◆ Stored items
-=-=-
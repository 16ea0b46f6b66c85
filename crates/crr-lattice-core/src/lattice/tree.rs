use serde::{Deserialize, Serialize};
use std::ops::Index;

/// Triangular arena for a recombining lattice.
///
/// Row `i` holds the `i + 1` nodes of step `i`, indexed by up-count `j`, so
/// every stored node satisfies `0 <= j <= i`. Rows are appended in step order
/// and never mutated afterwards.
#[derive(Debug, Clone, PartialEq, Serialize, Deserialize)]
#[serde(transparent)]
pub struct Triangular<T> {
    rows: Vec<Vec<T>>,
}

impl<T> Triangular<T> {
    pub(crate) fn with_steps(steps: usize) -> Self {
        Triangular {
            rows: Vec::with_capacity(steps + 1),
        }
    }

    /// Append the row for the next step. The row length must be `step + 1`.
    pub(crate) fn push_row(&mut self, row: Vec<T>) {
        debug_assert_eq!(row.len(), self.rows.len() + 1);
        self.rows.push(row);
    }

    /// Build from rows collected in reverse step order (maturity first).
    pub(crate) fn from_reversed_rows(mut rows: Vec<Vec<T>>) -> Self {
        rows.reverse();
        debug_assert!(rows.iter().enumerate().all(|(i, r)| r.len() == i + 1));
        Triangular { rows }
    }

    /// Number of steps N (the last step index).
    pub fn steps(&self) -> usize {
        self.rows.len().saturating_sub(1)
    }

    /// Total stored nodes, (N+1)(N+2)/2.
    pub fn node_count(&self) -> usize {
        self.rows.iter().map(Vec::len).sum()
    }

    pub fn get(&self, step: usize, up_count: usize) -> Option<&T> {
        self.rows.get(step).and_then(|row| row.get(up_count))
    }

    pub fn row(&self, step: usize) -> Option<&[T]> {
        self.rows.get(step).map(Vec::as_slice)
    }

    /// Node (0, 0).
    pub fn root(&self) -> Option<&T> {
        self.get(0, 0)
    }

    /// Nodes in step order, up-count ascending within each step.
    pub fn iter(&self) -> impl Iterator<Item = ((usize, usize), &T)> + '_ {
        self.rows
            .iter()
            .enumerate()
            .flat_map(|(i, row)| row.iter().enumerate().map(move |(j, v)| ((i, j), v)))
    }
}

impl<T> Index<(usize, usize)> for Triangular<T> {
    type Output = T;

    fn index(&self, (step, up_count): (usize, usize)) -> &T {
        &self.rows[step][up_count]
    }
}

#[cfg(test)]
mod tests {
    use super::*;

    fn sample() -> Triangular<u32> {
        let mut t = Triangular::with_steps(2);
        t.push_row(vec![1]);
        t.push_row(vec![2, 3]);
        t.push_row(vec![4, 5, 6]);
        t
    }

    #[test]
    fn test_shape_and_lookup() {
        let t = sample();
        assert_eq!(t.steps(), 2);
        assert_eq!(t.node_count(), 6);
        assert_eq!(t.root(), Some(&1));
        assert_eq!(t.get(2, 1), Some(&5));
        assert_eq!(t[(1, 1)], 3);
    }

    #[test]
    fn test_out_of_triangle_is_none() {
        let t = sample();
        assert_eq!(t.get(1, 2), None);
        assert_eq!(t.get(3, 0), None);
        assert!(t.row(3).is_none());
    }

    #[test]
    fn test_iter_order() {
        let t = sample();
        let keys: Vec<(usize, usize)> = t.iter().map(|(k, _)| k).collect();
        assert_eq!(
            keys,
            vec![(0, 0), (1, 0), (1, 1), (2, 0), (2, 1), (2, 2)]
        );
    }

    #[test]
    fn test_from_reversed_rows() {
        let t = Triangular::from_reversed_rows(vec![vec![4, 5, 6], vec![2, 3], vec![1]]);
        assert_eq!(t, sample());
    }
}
-=-=-
◆ ACTIVITY
An exact repetition of the data above is all that is needed.

◆ SOLUTION TO THE PROBLEM
repository 16ea0b46f6b66c85
filename crates/crr-lattice-core/src/lattice/tree.rs
use serde::{Deserialize, Serialize};
use std::ops::Index;

/// Triangular arena for a recombining lattice.
///
/// Row `i` holds the `i + 1` nodes of step `i`, indexed by up-count `j`, so
/// every stored node satisfies `0 <= j <= i`. Rows are appended in step order
/// and never mutated afterwards.
#[derive(Debug, Clone, PartialEq, Serialize, Deserialize)]
#[serde(transparent)]
pub struct Triangular<T> {
    rows: Vec<Vec<T>>,
}

impl<T> Triangular<T> {
    pub(crate) fn with_steps(steps: usize) -> Self {
        Triangular {
            rows: Vec::with_capacity(steps + 1),
        }
    }

    /// Append the row for the next step. The row length must be `step + 1`.
    pub(crate) fn push_row(&mut self, row: Vec<T>) {
        debug_assert_eq!(row.len(), self.rows.len() + 1);
        self.rows.push(row);
    }

    /// Build from rows collected in reverse step order (maturity first).
    pub(crate) fn from_reversed_rows(mut rows: Vec<Vec<T>>) -> Self {
        rows.reverse();
        debug_assert!(rows.iter().enumerate().all(|(i, r)| r.len() == i + 1));
        Triangular { rows }
    }

    /// Number of steps N (the last step index).
    pub fn steps(&self) -> usize {
        self.rows.len().saturating_sub(1)
    }

    /// Total stored nodes, (N+1)(N+2)/2.
    pub fn node_count(&self) -> usize {
        self.rows.iter().map(Vec::len).sum()
    }

    pub fn get(&self, step: usize, up_count: usize) -> Option<&T> {
        self.rows.get(step).and_then(|row| row.get(up_count))
    }

    pub fn row(&self, step: usize) -> Option<&[T]> {
        self.rows.get(step).map(Vec::as_slice)
    }

    /// Node (0, 0).
    pub fn root(&self) -> Option<&T> {
        self.get(0, 0)
    }

    /// Nodes in step order, up-count ascending within each step.
    pub fn iter(&self) -> impl Iterator<Item = ((usize, usize), &T)> + '_ {
        self.rows
            .iter()
            .enumerate()
            .flat_map(|(i, row)| row.iter().enumerate().map(move |(j, v)| ((i, j), v)))
    }
}

impl<T> Index<(usize, usize)> for Triangular<T> {
    type Output = T;

    fn index(&self, (step, up_count): (usize, usize)) -> &T {
        &self.rows[step][up_count]
    }
}

#[cfg(test)]
mod tests {
    use super::*;

    fn sample() -> Triangular<u32> {
        let mut t = Triangular::with_steps(2);
        t.push_row(vec![1]);
        t.push_row(vec![2, 3]);
        t.push_row(vec![4, 5, 6]);
        t
    }

    #[test]
    fn test_shape_and_lookup() {
        let t = sample();
        assert_eq!(t.steps(), 2);
        assert_eq!(t.node_count(), 6);
        assert_eq!(t.root(), Some(&1));
        assert_eq!(t.get(2, 1), Some(&5));
        assert_eq!(t[(1, 1)], 3);
    }

    #[test]
    fn test_out_of_triangle_is_none() {
        let t = sample();
        assert_eq!(t.get(1, 2), None);
        assert_eq!(t.get(3, 0), None);
        assert!(t.row(3).is_none());
    }

    #[test]
    fn test_iter_order() {
        let t = sample();
        let keys: Vec<(usize, usize)> = t.iter().map(|(k, _)| k).collect();
        assert_eq!(
            keys,
            vec![(0, 0), (1, 0), (1, 1), (2, 0), (2, 1), (2, 2)]
        );
    }

    #[test]
    fn test_from_reversed_rows() {
        let t = Triangular::from_reversed_rows(vec![vec![4, 5, 6], vec![2, 3], vec![1]]);
        assert_eq!(t, sample());
    }
}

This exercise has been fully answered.